» **EXERCISE**
Return only these lines, exactly: the one containing "pub(crate) fn initial_slots(&self)" and every line after it in the listing.

» **SUPPLIED ENTRIES**
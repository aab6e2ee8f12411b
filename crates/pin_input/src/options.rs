//! Construction options for a [`PinInput`](crate::PinInput).

use serde::Deserialize;

use crate::error::PinInputError;
use crate::text::slot_from_str;

/// Options a control is built from.
///
/// Deserializable so integration layers can read them from configuration:
///
/// ```
/// use pin_input::PinInputOptions;
///
/// let opts: PinInputOptions = PinInputOptions::new(4).with_name("pincode");
/// assert_eq!(opts.num_of_fields, 4);
/// assert!(opts.value.is_empty());
/// ```
#[derive(Clone, Debug, Default, PartialEq, Eq, Deserialize)]
pub struct PinInputOptions {
    /// Number of single-character slots. Must be positive.
    pub num_of_fields: usize,

    /// Initial slot values. Missing trailing slots start empty.
    #[serde(default)]
    pub value: Vec<String>,

    /// Form field name of the hidden aggregate input. Not used by the machine.
    #[serde(default)]
    pub name: Option<String>,
}

impl PinInputOptions {
    pub fn new(num_of_fields: usize) -> Self {
        Self {
            num_of_fields,
            ..Self::default()
        }
    }

    pub fn with_value<I, S>(mut self, value: I) -> Self
    where
        I: IntoIterator<Item = S>,
        S: Into<String>,
    {
        self.value = value.into_iter().map(Into::into).collect();
        self
    }

    pub fn with_name(mut self, name: impl Into<String>) -> Self {
        self.name = Some(name.into());
        self
    }

    /// Validate and expand the initial value into exactly `num_of_fields` slots.
    pub(crate) fn initial_slots(&self) -> Result<Vec<Option<char>>, PinInputError> {
        if self.num_of_fields == 0 {
            return Err(PinInputError::NoFields);
        }
        if self.value.len() > self.num_of_fields {
            return Err(PinInputError::TooManyValues {
                given: self.value.len(),
                num_of_fields: self.num_of_fields,
            });
        }

        let mut slots = Vec::with_capacity(self.num_of_fields);
        for (index, v) in self.value.iter().enumerate() {
            let slot = slot_from_str(v).ok_or_else(|| PinInputError::InvalidSlotValue {
                index,
                value: v.clone(),
            })?;
            slots.push(slot);
        }
        slots.resize(self.num_of_fields, None);
        Ok(slots)
    }
}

» **TASK OUTPUT**
    pub(crate) fn initial_slots(&self) -> Result<Vec<Option<char>>, PinInputError> {
        if self.num_of_fields == 0 {
            return Err(PinInputError::NoFields);
        }
        if self.value.len() > self.num_of_fields {
            return Err(PinInputError::TooManyValues {
                given: self.value.len(),
                num_of_fields: self.num_of_fields,
            });
        }

        let mut slots = Vec::with_capacity(self.num_of_fields);
        for (index, v) in self.value.iter().enumerate() {
            let slot = slot_from_str(v).ok_or_else(|| PinInputError::InvalidSlotValue {
                index,
                value: v.clone(),
            })?;
            slots.push(slot);
        }
        slots.resize(self.num_of_fields, None);
        Ok(slots)
    }
}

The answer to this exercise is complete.